[INFORMATION SUPPLIED Boundary: Start]
use log::{debug, warn};
use polars::prelude::*;
use rand::Rng;
use serde::Serialize;
use std::collections::{BTreeSet, HashMap, HashSet};
use std::path::Path;
use thiserror::Error;

#[derive(Error, Debug)]
pub enum CatalogError {
    #[error("Failed to read or parse CSV file: {0}")]
    CsvError(#[from] PolarsError),
    #[error("CSV file is missing required columns: '{0}'")]
    MissingColumns(String),
    #[error("Invalid food item at row {row}: {reason}")]
    ValidationError { row: usize, reason: String },
    #[error("Found {count} null values in critical columns")]
    NullDataError { count: usize },
    #[error("Duplicate food item name '{0}'")]
    DuplicateName(String),
    #[error("Catalog contains no food items")]
    Empty,
}

/// Configuration for catalog loading and validation
#[derive(Debug, Clone)]
pub struct LoadConfig {
    /// Whether to fail on null values or use defaults
    pub fail_on_nulls: bool,
    /// Separator between allergen tags inside the allergens column
    pub allergen_separator: char,
}

impl Default for LoadConfig {
    fn default() -> Self {
        Self {
            fail_on_nulls: true,
            allergen_separator: ';',
        }
    }
}

/// A single entry of the food catalog.
#[derive(Debug, Clone, PartialEq, Serialize)]
pub struct FoodItem {
    pub name: String,
    pub protein: f64,
    pub carbs: f64,
    /// Allergen tags; banned/penalized lists are matched against these as well as `name`
    pub allergens: BTreeSet<String>,
}

impl FoodItem {
    pub fn new<I, S>(name: impl Into<String>, protein: f64, carbs: f64, allergens: I) -> Self
    where
        I: IntoIterator<Item = S>,
        S: Into<String>,
    {
        Self {
            name: name.into(),
            protein,
            carbs,
            allergens: allergens.into_iter().map(Into::into).collect(),
        }
    }

    /// Validates the nutritional values of the item
    pub fn validate(&self) -> Result<(), String> {
        if self.name.trim().is_empty() {
            return Err("Name cannot be empty".to_string());
        }

        for (label, value) in [("Protein", self.protein), ("Carbs", self.carbs)] {
            if !value.is_finite() {
                return Err(format!("{} value ({}) is not a finite number", label, value));
            }
            if value < 0.0 {
                return Err(format!("{} value ({}) cannot be negative", label, value));
            }
        }

        Ok(())
    }

    /// True if the item's name or any of its allergen tags appears in `names`.
    pub fn matches_any(&self, names: &HashSet<String>) -> bool {
        names.contains(&self.name) || self.allergens.iter().any(|tag| names.contains(tag))
    }
}

/// Read-only snapshot of the food catalog.
///
/// Built once and shared by reference with every engine that needs it, so it never
/// needs locking.
#[derive(Debug, Clone)]
pub struct Catalog {
    items: Vec<FoodItem>,
    index: HashMap<String, usize>,
}

impl Catalog {
    /// Builds a catalog, rejecting invalid items, duplicate names and empty input.
    pub fn new(items: Vec<FoodItem>) -> Result<Self, CatalogError> {
        if items.is_empty() {
            return Err(CatalogError::Empty);
        }

        let mut index = HashMap::with_capacity(items.len());
        for (row, item) in items.iter().enumerate() {
            item.validate()
                .map_err(|reason| CatalogError::ValidationError { row, reason })?;
            if index.insert(item.name.clone(), row).is_some() {
                return Err(CatalogError::DuplicateName(item.name.clone()));
            }
        }

        Ok(Self { items, index })
    }

    pub fn size(&self) -> usize {
        self.items.len()
    }

    pub fn is_empty(&self) -> bool {
        self.items.is_empty()
    }

    /// Uniform draw, with replacement.
    pub fn sample<R: Rng + ?Sized>(&self, rng: &mut R) -> &FoodItem {
        &self.items[rng.random_range(0..self.items.len())]
    }

    pub fn all(&self) -> &[FoodItem] {
        &self.items
    }

    pub fn get(&self, name: &str) -> Option<&FoodItem> {
        self.index.get(name).map(|&i| &self.items[i])
    }
}

/// Finds the first column whose name matches one of `candidates`, ignoring case
fn find_column(columns: &[String], candidates: &[&str]) -> Option<String> {
    candidates.iter().find_map(|cand| {
        columns
            .iter()
            .find(|c| c.trim().eq_ignore_ascii_case(cand))
            .cloned()
    })
}

/// Detects the column mapping for the CSV file, the allergens column being optional
fn detect_columns(
    df: &DataFrame,
) -> Result<(String, String, String, Option<String>), CatalogError> {
    let columns: Vec<String> = df
        .get_column_names()
        .iter()
        .map(|s| s.to_string())
        .collect();

    let name_col = find_column(&columns, &["name", "food", "item"])
        .ok_or_else(|| CatalogError::MissingColumns("Name column".to_string()))?;
    let protein_col = find_column(&columns, &["protein", "proteins"])
        .ok_or_else(|| CatalogError::MissingColumns("Protein column".to_string()))?;
    let carbs_col = find_column(&columns, &["carbs", "carbohydrates", "carb"])
        .ok_or_else(|| CatalogError::MissingColumns("Carbs column".to_string()))?;
    let allergens_col = find_column(&columns, &["allergens", "allergic", "allergies"]);

    Ok((name_col, protein_col, carbs_col, allergens_col))
}

/// Loads the food catalog from a CSV file.
pub fn load_csv(file_path: &Path) -> Result<Catalog, CatalogError> {
    load_csv_with_config(file_path, LoadConfig::default())
}

/// Loads the food catalog with custom configuration
pub fn load_csv_with_config(file_path: &Path, config: LoadConfig) -> Result<Catalog, CatalogError> {
    let df = CsvReadOptions::default()
        .with_has_header(true)
        .try_into_reader_with_file_path(Some(file_path.into()))?
        .finish()?;

    let (name_col, protein_col, carbs_col, allergens_col) = detect_columns(&df)?;

    let name_binding = df.column(&name_col)?.cast(&DataType::String)?;
    let names = name_binding.str()?;
    let protein_binding = df.column(&protein_col)?.cast(&DataType::Float64)?;
    let proteins = protein_binding.f64()?;
    let carbs_binding = df.column(&carbs_col)?.cast(&DataType::Float64)?;
    let carbs = carbs_binding.f64()?;
    let allergen_binding = match &allergens_col {
        Some(col) => Some(df.column(col)?.cast(&DataType::String)?),
        None => None,
    };
    let allergens = match &allergen_binding {
        Some(column) => Some(column.str()?),
        None => None,
    };

    if config.fail_on_nulls {
        let null_count = names.null_count() + proteins.null_count() + carbs.null_count();
        if null_count > 0 {
            return Err(CatalogError::NullDataError { count: null_count });
        }
    }

    let mut items = Vec::with_capacity(df.height());
    for i in 0..df.height() {
        let Some(name) = names.get(i) else {
            warn!("Null name at row {}, skipping", i);
            continue;
        };

        let protein = proteins.get(i).unwrap_or_else(|| {
            warn!("Null protein at row {}, using 0.0", i);
            0.0
        });
        let carb = carbs.get(i).unwrap_or_else(|| {
            warn!("Null carbs at row {}, using 0.0", i);
            0.0
        });

        let tags: Vec<String> = allergens
            .and_then(|column| column.get(i))
            .map(|raw| {
                raw.split(config.allergen_separator)
                    .map(str::trim)
                    .filter(|tag| !tag.is_empty())
                    .map(String::from)
                    .collect()
            })
            .unwrap_or_default();

        let item = FoodItem::new(name.trim(), protein, carb, tags);
        if let Err(reason) = item.validate() {
            return Err(CatalogError::ValidationError { row: i, reason });
        }
        items.push(item);
    }

    debug!("Loaded {} food items from '{}'", items.len(), file_path.display());
    Catalog::new(items)
}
[INFORMATION SUPPLIED Boundary: End]
→ TASK
Reproduce the data shown above exactly, including every line.

→ TASK OUTPUT
use log::{debug, warn};
use polars::prelude::*;
use rand::Rng;
use serde::Serialize;
use std::collections::{BTreeSet, HashMap, HashSet};
use std::path::Path;
use thiserror::Error;

#[derive(Error, Debug)]
pub enum CatalogError {
    #[error("Failed to read or parse CSV file: {0}")]
    CsvError(#[from] PolarsError),
    #[error("CSV file is missing required columns: '{0}'")]
    MissingColumns(String),
    #[error("Invalid food item at row {row}: {reason}")]
    ValidationError { row: usize, reason: String },
    #[error("Found {count} null values in critical columns")]
    NullDataError { count: usize },
    #[error("Duplicate food item name '{0}'")]
    DuplicateName(String),
    #[error("Catalog contains no food items")]
    Empty,
}

/// Configuration for catalog loading and validation
#[derive(Debug, Clone)]
pub struct LoadConfig {
    /// Whether to fail on null values or use defaults
    pub fail_on_nulls: bool,
    /// Separator between allergen tags inside the allergens column
    pub allergen_separator: char,
}

impl Default for LoadConfig {
    fn default() -> Self {
        Self {
            fail_on_nulls: true,
            allergen_separator: ';',
        }
    }
}

/// A single entry of the food catalog.
#[derive(Debug, Clone, PartialEq, Serialize)]
pub struct FoodItem {
    pub name: String,
    pub protein: f64,
    pub carbs: f64,
    /// Allergen tags; banned/penalized lists are matched against these as well as `name`
    pub allergens: BTreeSet<String>,
}

impl FoodItem {
    pub fn new<I, S>(name: impl Into<String>, protein: f64, carbs: f64, allergens: I) -> Self
    where
        I: IntoIterator<Item = S>,
        S: Into<String>,
    {
        Self {
            name: name.into(),
            protein,
            carbs,
            allergens: allergens.into_iter().map(Into::into).collect(),
        }
    }

    /// Validates the nutritional values of the item
    pub fn validate(&self) -> Result<(), String> {
        if self.name.trim().is_empty() {
            return Err("Name cannot be empty".to_string());
        }

        for (label, value) in [("Protein", self.protein), ("Carbs", self.carbs)] {
            if !value.is_finite() {
                return Err(format!("{} value ({}) is not a finite number", label, value));
            }
            if value < 0.0 {
                return Err(format!("{} value ({}) cannot be negative", label, value));
            }
        }

        Ok(())
    }

    /// True if the item's name or any of its allergen tags appears in `names`.
    pub fn matches_any(&self, names: &HashSet<String>) -> bool {
        names.contains(&self.name) || self.allergens.iter().any(|tag| names.contains(tag))
    }
}

/// Read-only snapshot of the food catalog.
///
/// Built once and shared by reference with every engine that needs it, so it never
/// needs locking.
#[derive(Debug, Clone)]
pub struct Catalog {
    items: Vec<FoodItem>,
    index: HashMap<String, usize>,
}

impl Catalog {
    /// Builds a catalog, rejecting invalid items, duplicate names and empty input.
    pub fn new(items: Vec<FoodItem>) -> Result<Self, CatalogError> {
        if items.is_empty() {
            return Err(CatalogError::Empty);
        }

        let mut index = HashMap::with_capacity(items.len());
        for (row, item) in items.iter().enumerate() {
            item.validate()
                .map_err(|reason| CatalogError::ValidationError { row, reason })?;
            if index.insert(item.name.clone(), row).is_some() {
                return Err(CatalogError::DuplicateName(item.name.clone()));
            }
        }

        Ok(Self { items, index })
    }

    pub fn size(&self) -> usize {
        self.items.len()
    }

    pub fn is_empty(&self) -> bool {
        self.items.is_empty()
    }

    /// Uniform draw, with replacement.
    pub fn sample<R: Rng + ?Sized>(&self, rng: &mut R) -> &FoodItem {
        &self.items[rng.random_range(0..self.items.len())]
    }

    pub fn all(&self) -> &[FoodItem] {
        &self.items
    }

    pub fn get(&self, name: &str) -> Option<&FoodItem> {
        self.index.get(name).map(|&i| &self.items[i])
    }
}

/// Finds the first column whose name matches one of `candidates`, ignoring case
fn find_column(columns: &[String], candidates: &[&str]) -> Option<String> {
    candidates.iter().find_map(|cand| {
        columns
            .iter()
            .find(|c| c.trim().eq_ignore_ascii_case(cand))
            .cloned()
    })
}

/// Detects the column mapping for the CSV file, the allergens column being optional
fn detect_columns(
    df: &DataFrame,
) -> Result<(String, String, String, Option<String>), CatalogError> {
    let columns: Vec<String> = df
        .get_column_names()
        .iter()
        .map(|s| s.to_string())
        .collect();

    let name_col = find_column(&columns, &["name", "food", "item"])
        .ok_or_else(|| CatalogError::MissingColumns("Name column".to_string()))?;
    let protein_col = find_column(&columns, &["protein", "proteins"])
        .ok_or_else(|| CatalogError::MissingColumns("Protein column".to_string()))?;
    let carbs_col = find_column(&columns, &["carbs", "carbohydrates", "carb"])
        .ok_or_else(|| CatalogError::MissingColumns("Carbs column".to_string()))?;
    let allergens_col = find_column(&columns, &["allergens", "allergic", "allergies"]);

    Ok((name_col, protein_col, carbs_col, allergens_col))
}

/// Loads the food catalog from a CSV file.
pub fn load_csv(file_path: &Path) -> Result<Catalog, CatalogError> {
    load_csv_with_config(file_path, LoadConfig::default())
}

/// Loads the food catalog with custom configuration
pub fn load_csv_with_config(file_path: &Path, config: LoadConfig) -> Result<Catalog, CatalogError> {
    let df = CsvReadOptions::default()
        .with_has_header(true)
        .try_into_reader_with_file_path(Some(file_path.into()))?
        .finish()?;

    let (name_col, protein_col, carbs_col, allergens_col) = detect_columns(&df)?;

    let name_binding = df.column(&name_col)?.cast(&DataType::String)?;
    let names = name_binding.str()?;
    let protein_binding = df.column(&protein_col)?.cast(&DataType::Float64)?;
    let proteins = protein_binding.f64()?;
    let carbs_binding = df.column(&carbs_col)?.cast(&DataType::Float64)?;
    let carbs = carbs_binding.f64()?;
    let allergen_binding = match &allergens_col {
        Some(col) => Some(df.column(col)?.cast(&DataType::String)?),
        None => None,
    };
    let allergens = match &allergen_binding {
        Some(column) => Some(column.str()?),
        None => None,
    };

    if config.fail_on_nulls {
        let null_count = names.null_count() + proteins.null_count() + carbs.null_count();
        if null_count > 0 {
            return Err(CatalogError::NullDataError { count: null_count });
        }
    }

    let mut items = Vec::with_capacity(df.height());
    for i in 0..df.height() {
        let Some(name) = names.get(i) else {
            warn!("Null name at row {}, skipping", i);
            continue;
        };

        let protein = proteins.get(i).unwrap_or_else(|| {
            warn!("Null protein at row {}, using 0.0", i);
            0.0
        });
        let carb = carbs.get(i).unwrap_or_else(|| {
            warn!("Null carbs at row {}, using 0.0", i);
            0.0
        });

        let tags: Vec<String> = allergens
            .and_then(|column| column.get(i))
            .map(|raw| {
                raw.split(config.allergen_separator)
                    .map(str::trim)
                    .filter(|tag| !tag.is_empty())
                    .map(String::from)
                    .collect()
            })
            .unwrap_or_default();

        let item = FoodItem::new(name.trim(), protein, carb, tags);
        if let Err(reason) = item.validate() {
            return Err(CatalogError::ValidationError { row: i, reason });
        }
        items.push(item);
    }

    debug!("Loaded {} food items from '{}'", items.len(), file_path.display());
    Catalog::new(items)
}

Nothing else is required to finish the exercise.